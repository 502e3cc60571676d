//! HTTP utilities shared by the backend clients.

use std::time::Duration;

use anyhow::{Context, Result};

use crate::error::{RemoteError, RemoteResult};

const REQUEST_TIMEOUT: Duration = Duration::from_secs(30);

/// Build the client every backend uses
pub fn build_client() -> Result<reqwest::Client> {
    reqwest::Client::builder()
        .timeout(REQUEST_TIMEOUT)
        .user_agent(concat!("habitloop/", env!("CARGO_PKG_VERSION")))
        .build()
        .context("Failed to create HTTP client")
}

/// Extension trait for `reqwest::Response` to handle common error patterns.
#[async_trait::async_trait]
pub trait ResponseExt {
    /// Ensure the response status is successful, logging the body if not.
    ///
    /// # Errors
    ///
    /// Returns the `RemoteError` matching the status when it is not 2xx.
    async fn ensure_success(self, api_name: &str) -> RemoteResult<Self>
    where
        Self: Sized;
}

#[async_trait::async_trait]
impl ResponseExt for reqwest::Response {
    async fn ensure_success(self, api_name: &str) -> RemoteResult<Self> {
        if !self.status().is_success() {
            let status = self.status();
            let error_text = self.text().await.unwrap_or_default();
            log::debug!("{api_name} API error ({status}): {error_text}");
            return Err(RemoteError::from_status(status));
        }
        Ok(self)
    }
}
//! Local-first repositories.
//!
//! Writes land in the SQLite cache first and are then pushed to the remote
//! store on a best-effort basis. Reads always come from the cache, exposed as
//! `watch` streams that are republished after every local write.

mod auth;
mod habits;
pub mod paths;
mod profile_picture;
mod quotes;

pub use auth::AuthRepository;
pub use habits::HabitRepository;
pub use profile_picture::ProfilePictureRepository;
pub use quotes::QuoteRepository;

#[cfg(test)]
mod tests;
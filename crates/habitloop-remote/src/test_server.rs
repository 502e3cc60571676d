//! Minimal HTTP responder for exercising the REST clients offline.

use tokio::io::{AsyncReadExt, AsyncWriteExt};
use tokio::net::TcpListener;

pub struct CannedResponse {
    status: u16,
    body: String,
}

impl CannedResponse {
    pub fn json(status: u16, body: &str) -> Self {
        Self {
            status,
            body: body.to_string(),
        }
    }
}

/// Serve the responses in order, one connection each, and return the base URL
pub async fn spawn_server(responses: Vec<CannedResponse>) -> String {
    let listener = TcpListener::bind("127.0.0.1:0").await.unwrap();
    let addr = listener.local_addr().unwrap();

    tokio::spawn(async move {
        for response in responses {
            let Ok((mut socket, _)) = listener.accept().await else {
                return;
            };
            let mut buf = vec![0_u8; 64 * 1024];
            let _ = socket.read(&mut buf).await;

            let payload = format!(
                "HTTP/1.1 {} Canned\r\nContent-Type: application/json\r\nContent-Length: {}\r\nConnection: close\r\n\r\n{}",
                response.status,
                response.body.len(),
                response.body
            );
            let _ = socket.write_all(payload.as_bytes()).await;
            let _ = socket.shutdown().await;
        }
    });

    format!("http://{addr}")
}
■ ■ ■
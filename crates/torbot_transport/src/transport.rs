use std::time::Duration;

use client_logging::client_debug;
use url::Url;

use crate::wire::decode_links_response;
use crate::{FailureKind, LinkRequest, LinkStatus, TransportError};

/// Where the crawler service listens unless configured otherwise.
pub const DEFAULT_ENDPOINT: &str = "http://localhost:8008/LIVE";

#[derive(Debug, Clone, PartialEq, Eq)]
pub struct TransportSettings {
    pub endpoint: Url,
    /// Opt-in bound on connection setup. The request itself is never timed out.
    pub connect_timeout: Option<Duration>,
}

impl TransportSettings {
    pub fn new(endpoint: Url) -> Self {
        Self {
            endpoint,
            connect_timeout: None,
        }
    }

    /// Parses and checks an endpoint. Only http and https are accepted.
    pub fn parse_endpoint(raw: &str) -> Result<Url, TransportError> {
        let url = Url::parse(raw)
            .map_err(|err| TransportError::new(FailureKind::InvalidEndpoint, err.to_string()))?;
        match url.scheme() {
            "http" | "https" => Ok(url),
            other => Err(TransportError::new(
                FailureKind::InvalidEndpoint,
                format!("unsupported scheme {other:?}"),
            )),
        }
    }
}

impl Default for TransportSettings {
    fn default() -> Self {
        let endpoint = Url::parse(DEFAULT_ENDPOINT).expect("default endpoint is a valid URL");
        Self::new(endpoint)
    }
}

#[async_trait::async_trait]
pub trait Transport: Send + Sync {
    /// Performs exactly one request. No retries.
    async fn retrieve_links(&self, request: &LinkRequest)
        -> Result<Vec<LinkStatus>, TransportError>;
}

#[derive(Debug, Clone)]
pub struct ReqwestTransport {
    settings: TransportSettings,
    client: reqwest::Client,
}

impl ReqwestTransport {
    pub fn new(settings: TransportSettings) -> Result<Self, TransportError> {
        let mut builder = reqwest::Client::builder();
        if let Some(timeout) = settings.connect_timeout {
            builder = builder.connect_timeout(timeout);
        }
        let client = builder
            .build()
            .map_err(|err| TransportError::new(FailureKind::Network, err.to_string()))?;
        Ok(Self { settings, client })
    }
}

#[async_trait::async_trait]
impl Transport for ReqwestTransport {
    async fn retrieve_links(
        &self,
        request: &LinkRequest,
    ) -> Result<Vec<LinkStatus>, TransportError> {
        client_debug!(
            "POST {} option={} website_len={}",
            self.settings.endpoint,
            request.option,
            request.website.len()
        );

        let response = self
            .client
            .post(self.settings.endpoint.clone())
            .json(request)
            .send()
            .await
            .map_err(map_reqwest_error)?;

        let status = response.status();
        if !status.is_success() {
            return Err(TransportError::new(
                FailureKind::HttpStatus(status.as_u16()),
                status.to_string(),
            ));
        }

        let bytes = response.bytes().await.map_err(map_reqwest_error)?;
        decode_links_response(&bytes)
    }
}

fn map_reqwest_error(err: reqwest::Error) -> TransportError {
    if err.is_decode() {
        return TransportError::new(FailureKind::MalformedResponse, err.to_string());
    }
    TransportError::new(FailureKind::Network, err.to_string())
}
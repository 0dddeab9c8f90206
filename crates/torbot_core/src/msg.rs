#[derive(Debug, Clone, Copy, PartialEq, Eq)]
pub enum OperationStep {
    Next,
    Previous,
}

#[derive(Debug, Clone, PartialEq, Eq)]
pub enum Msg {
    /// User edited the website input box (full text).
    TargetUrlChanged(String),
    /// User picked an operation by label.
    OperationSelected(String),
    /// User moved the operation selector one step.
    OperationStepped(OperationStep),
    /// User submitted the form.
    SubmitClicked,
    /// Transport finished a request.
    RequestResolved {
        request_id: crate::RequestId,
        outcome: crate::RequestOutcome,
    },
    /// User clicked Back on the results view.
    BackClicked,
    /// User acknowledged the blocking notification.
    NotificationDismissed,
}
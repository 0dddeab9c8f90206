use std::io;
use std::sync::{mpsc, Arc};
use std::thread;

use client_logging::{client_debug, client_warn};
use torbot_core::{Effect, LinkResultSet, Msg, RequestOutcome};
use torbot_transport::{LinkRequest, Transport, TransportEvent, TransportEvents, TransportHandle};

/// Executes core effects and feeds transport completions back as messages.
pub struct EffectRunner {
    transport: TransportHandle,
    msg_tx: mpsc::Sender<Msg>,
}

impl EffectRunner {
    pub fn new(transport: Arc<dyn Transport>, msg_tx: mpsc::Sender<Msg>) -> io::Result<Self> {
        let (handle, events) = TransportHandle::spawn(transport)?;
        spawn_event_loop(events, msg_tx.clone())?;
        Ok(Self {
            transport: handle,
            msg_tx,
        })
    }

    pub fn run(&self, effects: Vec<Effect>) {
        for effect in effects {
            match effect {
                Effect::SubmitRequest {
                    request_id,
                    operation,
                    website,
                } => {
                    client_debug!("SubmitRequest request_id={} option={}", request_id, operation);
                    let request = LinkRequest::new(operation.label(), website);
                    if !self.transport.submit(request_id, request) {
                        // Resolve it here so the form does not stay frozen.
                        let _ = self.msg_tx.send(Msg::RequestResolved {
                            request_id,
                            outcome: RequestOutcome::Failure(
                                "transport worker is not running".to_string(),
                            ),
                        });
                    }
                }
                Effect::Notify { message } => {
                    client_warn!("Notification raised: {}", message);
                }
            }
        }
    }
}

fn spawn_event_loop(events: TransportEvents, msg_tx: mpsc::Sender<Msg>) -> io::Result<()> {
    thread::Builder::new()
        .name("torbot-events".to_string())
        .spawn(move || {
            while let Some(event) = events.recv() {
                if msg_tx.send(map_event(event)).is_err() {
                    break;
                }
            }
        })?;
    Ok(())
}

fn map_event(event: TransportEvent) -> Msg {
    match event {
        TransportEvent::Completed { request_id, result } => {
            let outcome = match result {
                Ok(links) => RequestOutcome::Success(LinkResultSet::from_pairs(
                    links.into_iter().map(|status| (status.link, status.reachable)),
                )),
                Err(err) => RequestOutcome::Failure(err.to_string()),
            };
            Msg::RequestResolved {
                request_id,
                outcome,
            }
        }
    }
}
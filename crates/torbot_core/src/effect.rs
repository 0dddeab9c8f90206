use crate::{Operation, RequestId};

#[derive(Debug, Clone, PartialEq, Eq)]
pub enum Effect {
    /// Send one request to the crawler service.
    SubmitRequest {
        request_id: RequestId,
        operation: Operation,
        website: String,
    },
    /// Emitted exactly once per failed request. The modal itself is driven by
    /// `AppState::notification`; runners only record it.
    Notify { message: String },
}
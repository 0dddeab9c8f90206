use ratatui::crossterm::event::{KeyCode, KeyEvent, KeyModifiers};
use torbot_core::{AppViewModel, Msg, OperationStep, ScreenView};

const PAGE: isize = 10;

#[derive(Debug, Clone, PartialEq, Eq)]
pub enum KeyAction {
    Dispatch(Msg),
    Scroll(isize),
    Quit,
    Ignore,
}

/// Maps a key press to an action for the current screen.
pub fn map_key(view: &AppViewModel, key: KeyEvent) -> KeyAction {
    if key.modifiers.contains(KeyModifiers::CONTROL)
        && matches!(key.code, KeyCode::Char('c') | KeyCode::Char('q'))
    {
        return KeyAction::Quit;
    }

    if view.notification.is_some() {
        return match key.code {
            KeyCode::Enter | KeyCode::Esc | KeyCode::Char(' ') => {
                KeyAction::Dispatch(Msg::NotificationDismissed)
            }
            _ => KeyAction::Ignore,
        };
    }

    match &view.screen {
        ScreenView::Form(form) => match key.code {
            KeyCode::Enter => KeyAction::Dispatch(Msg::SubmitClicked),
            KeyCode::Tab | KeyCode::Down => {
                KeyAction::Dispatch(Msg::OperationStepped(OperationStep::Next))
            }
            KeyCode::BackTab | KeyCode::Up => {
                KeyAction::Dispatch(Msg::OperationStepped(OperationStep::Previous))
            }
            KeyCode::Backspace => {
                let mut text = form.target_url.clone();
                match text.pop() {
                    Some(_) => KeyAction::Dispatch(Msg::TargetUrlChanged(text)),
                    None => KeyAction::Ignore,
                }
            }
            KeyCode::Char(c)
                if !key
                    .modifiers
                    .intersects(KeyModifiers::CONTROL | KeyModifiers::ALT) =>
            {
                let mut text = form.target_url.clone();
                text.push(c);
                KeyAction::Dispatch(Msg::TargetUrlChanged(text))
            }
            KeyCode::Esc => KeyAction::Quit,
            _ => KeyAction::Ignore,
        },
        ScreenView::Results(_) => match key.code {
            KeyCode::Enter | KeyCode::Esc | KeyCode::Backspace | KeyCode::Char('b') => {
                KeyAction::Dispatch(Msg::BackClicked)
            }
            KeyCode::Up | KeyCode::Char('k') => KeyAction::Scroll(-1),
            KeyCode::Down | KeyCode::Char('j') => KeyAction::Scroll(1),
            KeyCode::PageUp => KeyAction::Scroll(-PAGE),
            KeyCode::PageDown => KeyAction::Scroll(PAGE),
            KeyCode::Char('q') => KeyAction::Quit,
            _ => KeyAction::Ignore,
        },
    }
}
■ ■ ■
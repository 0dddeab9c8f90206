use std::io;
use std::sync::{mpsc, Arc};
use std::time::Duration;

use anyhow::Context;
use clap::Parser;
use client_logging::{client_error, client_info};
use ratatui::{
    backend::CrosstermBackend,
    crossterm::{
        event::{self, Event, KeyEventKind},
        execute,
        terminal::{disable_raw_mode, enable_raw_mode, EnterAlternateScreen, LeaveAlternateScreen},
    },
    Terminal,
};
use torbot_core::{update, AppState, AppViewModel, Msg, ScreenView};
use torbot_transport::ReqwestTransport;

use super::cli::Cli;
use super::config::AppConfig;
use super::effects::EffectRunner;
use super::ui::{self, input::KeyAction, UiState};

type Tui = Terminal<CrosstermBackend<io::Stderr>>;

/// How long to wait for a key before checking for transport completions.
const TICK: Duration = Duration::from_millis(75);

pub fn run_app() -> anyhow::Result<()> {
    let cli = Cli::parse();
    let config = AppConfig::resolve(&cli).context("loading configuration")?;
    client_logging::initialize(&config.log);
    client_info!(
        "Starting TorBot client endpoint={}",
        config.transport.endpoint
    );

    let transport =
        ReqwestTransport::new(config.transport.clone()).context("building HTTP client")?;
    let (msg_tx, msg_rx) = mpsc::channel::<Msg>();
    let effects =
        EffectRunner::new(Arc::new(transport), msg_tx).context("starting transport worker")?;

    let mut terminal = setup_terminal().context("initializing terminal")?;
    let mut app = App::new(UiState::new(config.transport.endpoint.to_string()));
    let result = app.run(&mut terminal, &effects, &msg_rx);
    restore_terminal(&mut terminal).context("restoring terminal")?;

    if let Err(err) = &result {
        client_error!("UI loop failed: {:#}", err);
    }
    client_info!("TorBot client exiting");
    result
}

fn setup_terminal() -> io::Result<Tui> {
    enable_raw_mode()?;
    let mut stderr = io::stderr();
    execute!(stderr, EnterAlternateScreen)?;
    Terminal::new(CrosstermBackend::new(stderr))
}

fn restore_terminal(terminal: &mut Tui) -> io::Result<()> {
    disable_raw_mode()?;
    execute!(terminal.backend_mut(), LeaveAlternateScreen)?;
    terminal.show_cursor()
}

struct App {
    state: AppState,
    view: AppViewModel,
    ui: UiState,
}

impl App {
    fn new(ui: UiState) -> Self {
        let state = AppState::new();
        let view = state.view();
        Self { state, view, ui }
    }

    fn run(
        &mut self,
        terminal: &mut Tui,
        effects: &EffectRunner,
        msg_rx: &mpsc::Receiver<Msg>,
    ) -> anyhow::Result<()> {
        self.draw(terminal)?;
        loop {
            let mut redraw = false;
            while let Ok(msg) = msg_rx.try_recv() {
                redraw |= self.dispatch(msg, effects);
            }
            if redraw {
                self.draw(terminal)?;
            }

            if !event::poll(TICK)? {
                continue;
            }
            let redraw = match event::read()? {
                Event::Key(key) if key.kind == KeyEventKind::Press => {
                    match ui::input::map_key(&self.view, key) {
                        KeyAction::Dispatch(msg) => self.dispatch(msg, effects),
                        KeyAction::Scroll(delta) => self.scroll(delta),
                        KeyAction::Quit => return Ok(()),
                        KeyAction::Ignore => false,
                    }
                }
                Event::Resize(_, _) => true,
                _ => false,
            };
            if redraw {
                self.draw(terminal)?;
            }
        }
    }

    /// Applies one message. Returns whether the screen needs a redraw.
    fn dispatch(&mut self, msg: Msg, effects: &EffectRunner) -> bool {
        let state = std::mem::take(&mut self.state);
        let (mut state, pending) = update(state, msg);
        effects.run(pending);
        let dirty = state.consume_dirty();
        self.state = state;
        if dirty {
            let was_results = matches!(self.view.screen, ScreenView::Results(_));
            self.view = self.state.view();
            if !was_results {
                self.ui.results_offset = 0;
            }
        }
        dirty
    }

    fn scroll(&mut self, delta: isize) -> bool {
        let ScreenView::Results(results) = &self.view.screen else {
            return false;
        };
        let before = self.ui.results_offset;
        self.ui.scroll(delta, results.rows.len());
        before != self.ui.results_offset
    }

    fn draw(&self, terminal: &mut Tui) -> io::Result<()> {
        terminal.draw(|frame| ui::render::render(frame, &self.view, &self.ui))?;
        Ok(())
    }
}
■ ■ ■
## EXERCISE INSTRUCTIONS
Show every line in the listing above that carries the word "ratatui".

## EXERCISE RESPONSE
use ratatui::crossterm::event::{KeyCode, KeyEvent, KeyModifiers};
use ratatui::{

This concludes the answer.